■ Work required
Please restate the data word for word.

■ Records provided

------------------------------------------------------------

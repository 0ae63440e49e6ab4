//! anruf-protocol – Wire-Protokoll des Signaling-Relays
//!
//! Definiert die Signal-Events die zwischen Client und Server ueber eine
//! persistente TCP-Verbindung ausgetauscht werden, sowie das Frame-Format
//! (Laengenpraefix + JSON).
//!
//! Das Relay versteht die WebRTC-Payloads (Offer, Answer, ICE-Kandidaten)
//! nicht – sie werden als opake `serde_json::Value` transportiert.

pub mod signal;
pub mod wire;

// Bequeme Re-Exporte
pub use signal::SignalEvent;
pub use wire::FrameCodec;
//! anruf-core – Gemeinsame Typen und Fehlertypen
//!
//! Dieses Crate stellt die fundamentalen Bausteine bereit, die von allen
//! anderen Anruf-Crates gemeinsam genutzt werden.

pub mod error;
pub mod types;

// Re-Exporte fuer bequemen Zugriff
pub use error::{RelayError, Result};
pub use types::{ConnectionId, Identity};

------------------------------------------------------------

■ Result for this task
repository 0ae63440e49e6ab4
//! anruf-protocol – Wire-Protokoll des Signaling-Relays
//!
//! Definiert die Signal-Events die zwischen Client und Server ueber eine
//! persistente TCP-Verbindung ausgetauscht werden, sowie das Frame-Format
//! (Laengenpraefix + JSON).
//!
//! Das Relay versteht die WebRTC-Payloads (Offer, Answer, ICE-Kandidaten)
//! nicht – sie werden als opake `serde_json::Value` transportiert.

pub mod signal;
pub mod wire;

// Bequeme Re-Exporte
pub use signal::SignalEvent;
pub use wire::FrameCodec;
//! anruf-core – Gemeinsame Typen und Fehlertypen
//!
//! Dieses Crate stellt die fundamentalen Bausteine bereit, die von allen
//! anderen Anruf-Crates gemeinsam genutzt werden.

pub mod error;
pub mod types;

// Re-Exporte fuer bequemen Zugriff
pub use error::{RelayError, Result};
pub use types::{ConnectionId, Identity};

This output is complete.